14. Information Regarding the Creation, Implementation, et cetera, of Defendants' Compensation Policies

Plaintiffs' request goes beyond the scope of limited discovery. See discussions supra.

15. Complaints Regarding Pay Issues

Defendants represent that they have identified all investigations of which they are aware. See Defs.' Opp'n Br. at 21. As Plaintiffs note, however, Defendants do not purport to have identified complaints that did not result in formal investigations. See id. Within ten calendar days of this Order, Defendants shall supplement their responses, under the objective reasonableness standard.

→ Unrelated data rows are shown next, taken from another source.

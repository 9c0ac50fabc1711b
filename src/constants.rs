// SPDX-License-Identifier: GPL-3.0-only

//! Sensor-wide constants and the supported frame-rate table

use serde::{Deserialize, Serialize};
use std::fmt;

/// Largest number of points the sensor can deliver in one frame (224 x 171)
pub const MAX_POINTS: usize = 38_304;

/// Floats published per point (x, y, z)
pub const FLOATS_PER_POINT: usize = 3;

/// Bytes published per point in the frame buffer
pub const BYTES_PER_POINT: usize = FLOATS_PER_POINT * std::mem::size_of::<f32>();

/// Byte size of a frame buffer holding [`MAX_POINTS`]
pub const MAX_DATA_SIZE: usize = MAX_POINTS * BYTES_PER_POINT;

/// Exposure time applied by `set_exposure`, in microseconds
pub const EXPOSURE_TIME_US: u32 = 450;

/// Longest manual exposure the sensor accepts, in microseconds
pub const MAX_EXPOSURE_TIME_US: u32 = 2000;

/// Default name given to driver threads when they attach to the host runtime
pub const DEFAULT_ATTACH_THREAD_NAME: &str = "depth-bridge";

/// Default number of pooled frames for queued delivery
pub const DEFAULT_HANDOFF_DEPTH: usize = 4;

/// Sensor geometry of the supported camera family
pub mod sensor {
    /// Maximum sensor width in pixels
    pub const MAX_WIDTH: u32 = 224;

    /// Maximum sensor height in pixels
    pub const MAX_HEIGHT: u32 = 171;
}

/// Frame-rate keys accepted by `CaptureSession::open`
///
/// Each key selects one named driver use case. Keys outside this table are
/// rejected before the device is touched.
#[derive(Debug, Clone, Copy, PartialEq, Eq, Hash, Default, Serialize, Deserialize)]
pub enum FrameRate {
    /// 5 fps, long exposure window (default)
    #[default]
    Fps5,
    /// 10 fps
    Fps10,
    /// 15 fps, short exposure window
    Fps15,
}

impl FrameRate {
    /// All supported rates, slowest first
    pub const ALL: [FrameRate; 3] = [FrameRate::Fps5, FrameRate::Fps10, FrameRate::Fps15];

    /// Look up a rate by its numeric key
    pub fn from_key(key: u32) -> Option<Self> {
        Self::ALL.into_iter().find(|rate| rate.key() == key)
    }

    /// Numeric key (frames per second)
    pub fn key(&self) -> u32 {
        match self {
            FrameRate::Fps5 => 5,
            FrameRate::Fps10 => 10,
            FrameRate::Fps15 => 15,
        }
    }

    /// Driver use case selected by this rate
    pub fn use_case(&self) -> &'static str {
        match self {
            FrameRate::Fps5 => "MODE_9_5FPS_2000",
            FrameRate::Fps10 => "MODE_9_10FPS_1000",
            FrameRate::Fps15 => "MODE_9_15FPS_700",
        }
    }

    /// Human readable description for listings
    pub fn description(&self) -> &'static str {
        match self {
            FrameRate::Fps5 => "5 fps, 2000 points",
            FrameRate::Fps10 => "10 fps, 1000 points",
            FrameRate::Fps15 => "15 fps, 700 points",
        }
    }
}

impl fmt::Display for FrameRate {
    fn fmt(&self, f: &mut fmt::Formatter<'_>) -> fmt::Result {
        write!(f, "{} fps", self.key())
    }
}

/// Parse the frames-per-second figure out of a driver use case name
///
/// `MODE_9_10FPS_1000` yields `Some(10)`. Names without an `FPS` token
/// yield `None`.
pub fn use_case_fps(name: &str) -> Option<u32> {
    name.split('_')
        .find_map(|part| part.strip_suffix("FPS"))
        .and_then(|digits| digits.parse().ok())
}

16. Various Policies and Practices Regarding Meal Breaks

Defendants represent that they have produced all responsive information of which they are aware. See id. at 22. To the extent that Defendants have referenced "numerous ad hoc memoranda or meetings" regarding the matter, but have not specifically included them in their discovery responses, Defendants shall do so within five calendar days of this Order.

17. ESI

Having carefully considered all of counsel's arguments, the Court hereby directs the parties to meet and confer to resolve their remaining disputes, consistent with the following instructions.

At a minimum, Defendants must ensure that, for all of their files originally stored in electronic form, they have produced those files in a "searchable" format. Preferably, and absent a clear showing of substantial hardship and/or expense, Defendants shall supplement their production by reproducing ESI in its native format. Although a clear showing of undue hardship and/or expense may excuse Defendants' production in native format, the fact that such a production may be more useful or cause less expense to Plaintiffs obviously will not.

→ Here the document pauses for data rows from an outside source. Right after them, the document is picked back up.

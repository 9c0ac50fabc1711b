// SPDX-License-Identifier: GPL-3.0-only

//! Depth-camera driver abstraction
//!
//! The bridge never talks to a vendor SDK directly. Everything it needs
//! from the driver is expressed by the traits in this module:
//!
//! ```text
//! ┌──────────────────┐  connected_cameras / create_camera
//! │  DeviceManager   │ ─────────────────────────────────┐
//! └──────────────────┘                                  ▼
//!                                           ┌──────────────────────┐
//!                                           │     DepthDevice      │
//!                                           │ initialize, use case │
//!                                           │ exposure, start/stop │
//!                                           └──────────┬───────────┘
//!                                                      │ driver thread(s)
//!                                                      ▼
//!                                           ┌──────────────────────┐
//!                                           │  DepthDataListener   │
//!                                           └──────────────────────┘
//! ```
//!
//! The [`simulated`] driver implements the traits in-process for tests and
//! the command line tool.

pub mod frame_loop;
pub mod simulated;
pub mod types;

pub use types::*;

use std::sync::Arc;

/// Receives frames from the driver
///
/// The driver calls [`on_new_data`](Self::on_new_data) from a thread it
/// owns. The thread may change between calls, and nothing prevents two
/// calls from overlapping.
pub trait DepthDataListener: Send + Sync {
    fn on_new_data(&self, data: &DepthData);
}

/// An opened depth camera
pub trait DepthDevice: Send {
    /// Must be called before any other operation
    fn initialize(&mut self) -> DriverResult<()>;

    /// Register the single data listener. Replaces any previous listener.
    fn register_data_listener(&mut self, listener: Arc<dyn DepthDataListener>) -> DriverResult<()>;

    fn unregister_data_listener(&mut self) -> DriverResult<()>;

    /// Names of the operating modes the camera supports
    fn use_cases(&self) -> DriverResult<Vec<String>>;

    fn set_use_case(&mut self, name: &str) -> DriverResult<()>;

    fn set_exposure_mode(&mut self, mode: ExposureMode) -> DriverResult<()>;

    /// Exposure time in microseconds. Only valid in manual exposure mode.
    fn set_exposure_time(&mut self, micros: u32) -> DriverResult<()>;

    fn start_capture(&mut self) -> DriverResult<()>;

    fn stop_capture(&mut self) -> DriverResult<()>;

    fn max_sensor_width(&self) -> DriverResult<u32>;

    fn max_sensor_height(&self) -> DriverResult<u32>;
}

/// Camera enumeration entry point of the driver SDK
pub trait DeviceManager: Send + Sync {
    /// SDK version string for diagnostics
    fn sdk_version(&self) -> String;

    /// Cameras reachable through the given platform handle
    fn connected_cameras(&self, descriptor: &DeviceDescriptor) -> Vec<CameraId>;

    /// Create a device object for an enumerated camera
    fn create_camera(&self, id: &CameraId) -> DriverResult<Box<dyn DepthDevice>>;
}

Furthermore, Defendants have failed to convince the Court that their metadata should not be produced. To the extent that Plaintiffs purportedly did not ask for it sooner, the Court finds this omission excusable given Plaintiffs' repeated, good faith requests to meet and confer.

Even absent this conclusion, and given the nature of Defendants' Kronos and related electronic storage systems, Defendants' production will promote the interests of justice.

Finally, the Court is persuaded by Plaintiffs' arguments regarding the relative paucity of ESI produced by Defendants, and the seemingly dismissive nature of Defense counsel's responses to Plaintiffs' ESI proposals. The Court joins Plaintiffs in questioning the degree to which Defendants have taken seriously their responsibilities regarding this relatively new, but clearly important, form of evidence. Cf. generally Mirbeau v. City of Lake Geneva, 2009 WL 3347101, *1 (E.D. Wis. Oct. 15, 2009) ("the [F]ederal [R]ules take an expansive approach toward discovery of ESI," and it "stands on equal footing with discovery of paper documents") (citation to quoted source omitted).

Within seven calendar days of this Order, opposing counsel shall meet and confer to discuss the production of ESI, consistent with the rulings above. As appropriate or necessary, counsel should be prepared to seek input from persons possessing technical expertise to assist them. Should the parties prove unable to reach agreement on how to proceed, the Court will convene a conference and direct them. The Court nevertheless believes that, given the guidance offered above, further judicial intervention should be unnecessary.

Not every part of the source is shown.